Growing Collaboration between DPRK Hackers and Russian Exchanges
In an alarming development, North Korean hacker groups have been intensifying their use of Russia-based crypto exchanges to launder stolen cryptocurrencies. As international monitoring of DPRK’s on-chain crimes tightens, the hackers have found solace in Russian services, employing them actively since 2021 for laundering purposes.
Recent Developments Unveiled by Chainalysis
On September 14th, blockchain forensics firm Chainalysis revealed in a blog post that nearly $22 million in crypto, pilfered from the Harmony Protocol in June 2022, had been moved to a Russia-based exchange notorious for facilitating illicit transactions. The Harmony Protocol had been exploited for approximately 100 million in cryptocurrencies earlier.
While the exchange remains unnamed, Chainalysis maintains that there is substantive evidence pointing to the active utilization of Russian services by DPRK entities for laundering cryptocurrency over the past two years. They emphasized, “This latest action marks a significant escalation in the partnership between the cyber underworlds of these two nations.”

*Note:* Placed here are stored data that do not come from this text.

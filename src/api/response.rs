//! Response types for the attendance engine API.
//!
//! This module defines the error response structures, the mapping from
//! engine errors to HTTP statuses, and the composite response bodies
//! for the batch and report endpoints.

use axum::{
    Json,
    http::StatusCode,
    response::{IntoResponse, Response},
};
use chrono::NaiveDateTime;
use serde::{Deserialize, Serialize};
use uuid::Uuid;

use crate::calculation::{BalanceReport, LatenessResult, TimeBuckets};
use crate::error::EngineError;
use crate::models::SessionKind;

/// API error response structure.
#[derive(Debug, Clone, Serialize, Deserialize)]
pub struct ApiError {
    /// Error code for programmatic handling.
    pub code: String,
    /// Human-readable error message.
    pub message: String,
    /// Optional details about the error.
    #[serde(skip_serializing_if = "Option::is_none")]
    pub details: Option<String>,
}

impl ApiError {
    /// Creates a new API error.
    pub fn new(code: impl Into<String>, message: impl Into<String>) -> Self {
        Self {
            code: code.into(),
            message: message.into(),
            details: None,
        }
    }

    /// Creates a new API error with details.
    pub fn with_details(
        code: impl Into<String>,
        message: impl Into<String>,
        details: impl Into<String>,
    ) -> Self {
        Self {
            code: code.into(),
            message: message.into(),
            details: Some(details.into()),
        }
    }

    /// Creates a validation error response.
    pub fn validation_error(message: impl Into<String>) -> Self {
        Self::new("VALIDATION_ERROR", message)
    }

    /// Creates a malformed JSON error response.
    pub fn malformed_json(message: impl Into<String>) -> Self {
        Self::new("MALFORMED_JSON", message)
    }
}

/// API error with HTTP status code.
pub struct ApiErrorResponse {
    /// The HTTP status code.
    pub status: StatusCode,
    /// The error body.
    pub error: ApiError,
}

impl IntoResponse for ApiErrorResponse {
    fn into_response(self) -> Response {
        (self.status, Json(self.error)).into_response()
    }
}

impl From<EngineError> for ApiErrorResponse {
    fn from(error: EngineError) -> Self {
        match error {
            EngineError::InvalidInterval {
                check_in,
                check_out,
            } => ApiErrorResponse {
                status: StatusCode::BAD_REQUEST,
                error: ApiError::with_details(
                    "INVALID_INTERVAL",
                    "Check-out precedes check-in",
                    format!("check_in {}, check_out {}", check_in, check_out),
                ),
            },
            EngineError::NoApplicableSchedule { employee_id, date } => ApiErrorResponse {
                // Lateness is unknown, not wrong: the request was
                // well-formed but no schedule covers it.
                status: StatusCode::UNPROCESSABLE_ENTITY,
                error: ApiError::with_details(
                    "NO_APPLICABLE_SCHEDULE",
                    "Lateness unknown: no applicable schedule",
                    format!("employee {} on {}", employee_id, date),
                ),
            },
            EngineError::InvalidLeaveRecord { field, message } => ApiErrorResponse {
                status: StatusCode::BAD_REQUEST,
                error: ApiError::with_details(
                    "INVALID_LEAVE_RECORD",
                    format!("Invalid leave record field '{}'", field),
                    message,
                ),
            },
            EngineError::ConfigNotFound { path } => ApiErrorResponse {
                status: StatusCode::INTERNAL_SERVER_ERROR,
                error: ApiError::with_details(
                    "CONFIG_ERROR",
                    "Configuration error",
                    format!("Configuration file not found: {}", path),
                ),
            },
            EngineError::ConfigParseError { path, message } => ApiErrorResponse {
                status: StatusCode::INTERNAL_SERVER_ERROR,
                error: ApiError::with_details(
                    "CONFIG_ERROR",
                    "Configuration parse error",
                    format!("Failed to parse {}: {}", path, message),
                ),
            },
        }
    }
}

/// One employee's row in a batch balance response.
#[derive(Debug, Clone, Serialize, Deserialize)]
pub struct BalanceRow {
    /// The employee reported on.
    pub employee_id: Uuid,
    /// The employee's display name.
    pub name: String,
    /// The computed balance.
    pub balance: BalanceReport,
}

/// Response body for the `/leave-balance/batch` endpoint.
#[derive(Debug, Clone, Serialize, Deserialize)]
pub struct BatchLeaveBalanceResponse {
    /// One row per requested employee, in request order.
    pub results: Vec<BalanceRow>,
}

/// One enriched session in a sessions report.
///
/// `lateness` is `None` when it could not be evaluated — no applicable
/// schedule, or a non-work session — which callers must render as
/// "unknown", not "on time".
#[derive(Debug, Clone, Serialize, Deserialize)]
pub struct SessionReportRow {
    /// The session reported on.
    pub session_id: Uuid,
    /// The kind of session.
    pub kind: SessionKind,
    /// The clock-in instant.
    pub check_in: NaiveDateTime,
    /// The clock-out instant.
    pub check_out: NaiveDateTime,
    /// The session's minute buckets.
    pub buckets: TimeBuckets,
    /// The lateness evaluation, when one applies.
    pub lateness: Option<LatenessResult>,
}

/// Response body for the `/sessions/report` endpoint.
#[derive(Debug, Clone, Serialize, Deserialize)]
pub struct SessionsReportResponse {
    /// The employee reported on.
    pub employee_id: Uuid,
    /// One row per closed session, in request order.
    pub rows: Vec<SessionReportRow>,
    /// Open sessions skipped because they have no check-out yet.
    pub skipped_open_sessions: usize,
}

Mounting Concerns Over Russia’s Non-Cooperation
A significant cause for concern is Russia’s stance of non-cooperation with international law enforcement agencies, which severely diminishes the prospects of recuperating the stolen cryptocurrencies once they enter the Russian exchanges. The hackers have adopted a strategy of dispersing the illicit crypto into different deposit addresses at one particular Russia-based exchange, thereby complicating tracking efforts.

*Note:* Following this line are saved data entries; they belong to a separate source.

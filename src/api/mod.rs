//! HTTP API module for the attendance engine.
//!
//! This module provides the REST endpoints for interval classification,
//! lateness evaluation, leave-balance reporting and leave-record
//! validation. Wire format aside, every endpoint is a thin shell over
//! the pure functions in [`crate::calculation`].

mod handlers;
mod request;
mod response;
mod state;

pub use handlers::create_router;
pub use request::{
    BalanceEntryRequest, BatchLeaveBalanceRequest, ClassifyRequest, EmployeeRequest,
    LatenessRequest, LeaveBalanceRequest, LeaveRecordRequest, SessionRequest,
    SessionsReportRequest, ShiftRosterRequest, ValidateLeaveRecordRequest,
};
pub use response::{
    ApiError, BalanceRow, BatchLeaveBalanceResponse, SessionReportRow, SessionsReportResponse,
};
pub use state::{AppState, Clock, FixedClock, SystemClock};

The Role of the Lazarus Group and Garantex Exchange
Earlier in June 2023, blockchain analysis firm Elliptic identified the notorious Lazarus Group, affiliated with North Korea, as being involved in transferring crypto assets stolen from the Atomic Wallet to Garantex, an exchange facing OFAC sanctions. Despite the gravity of the accusations, Garantex has refrained from making any public comments on the incident to date.
The emerging trend of DPRK hacker groups leaning on Russian exchanges to launder stolen cryptocurrencies marks a dangerous escalation in the cyber underworld dynamics of the two nations. As international agencies grapple with this rising threat, the need for decisive action and coordinated efforts becomes increasingly pressing to curb the proliferation of such illicit partnerships. The global community awaits responses and measures from pertinent bodies to tackle this daunting challenge effectively.